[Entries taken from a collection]
*** Block opens ***
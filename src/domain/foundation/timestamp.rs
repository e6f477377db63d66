//! Timestamp value object for immutable points in time.

use chrono::{DateTime, Duration, Utc};
use serde::{Deserialize, Serialize};

/// Immutable point in time, always UTC.
#[derive(Debug, Clone, Copy, PartialEq, Eq, PartialOrd, Ord, Serialize, Deserialize)]
#[serde(transparent)]
pub struct Timestamp(DateTime<Utc>);

impl Timestamp {
    /// Creates a timestamp for the current moment.
    pub fn now() -> Self {
        Self(Utc::now())
    }

    /// Creates a timestamp from a DateTime<Utc>.
    pub fn from_datetime(dt: DateTime<Utc>) -> Self {
        Self(dt)
    }

    /// Returns the inner DateTime.
    pub fn as_datetime(&self) -> &DateTime<Utc> {
        &self.0
    }

    /// Checks if this timestamp is before another.
    pub fn is_before(&self, other: &Timestamp) -> bool {
        self.0 < other.0
    }

    /// Creates a new timestamp by adding the specified number of seconds.
    pub fn plus_secs(&self, secs: u64) -> Self {
        Self(self.0 + Duration::seconds(secs as i64))
    }
}

impl Default for Timestamp {
    fn default() -> Self {
        Self::now()
    }
}
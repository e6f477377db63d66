//! Axum router configuration for the transfer endpoints.

use axum::{
    routing::{get, post},
    Router,
};

use super::handlers::{
    create_payout, get_transfer, handle_provider_webhook, health, TransferAppState,
};

/// Payout and query routes, mounted under `/api`.
///
/// - `POST /payouts/interac` - create and submit a transfer
/// - `GET /transfers/:id` - fetch a transfer with its event history
pub fn payout_routes() -> Router<TransferAppState> {
    Router::new()
        .route("/payouts/interac", post(create_payout))
        .route("/transfers/:id", get(get_transfer))
}

/// Webhook routes, mounted under `/webhooks`. Separate from the API routes
/// because webhooks carry no client auth; they are verified via signature.
///
/// - `POST /interac` - provider status events
pub fn webhook_routes() -> Router<TransferAppState> {
    Router::new().route("/interac", post(handle_provider_webhook))
}

/// The complete application router.
pub fn api_router() -> Router<TransferAppState> {
    Router::new()
        .nest("/api", payout_routes())
        .nest("/webhooks", webhook_routes())
        .route("/health", get(health))
}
*** Block closes ***
### The task
Find each line in the records that contains the string "serde", then say how many there are and nothing else.

### Output of the task
2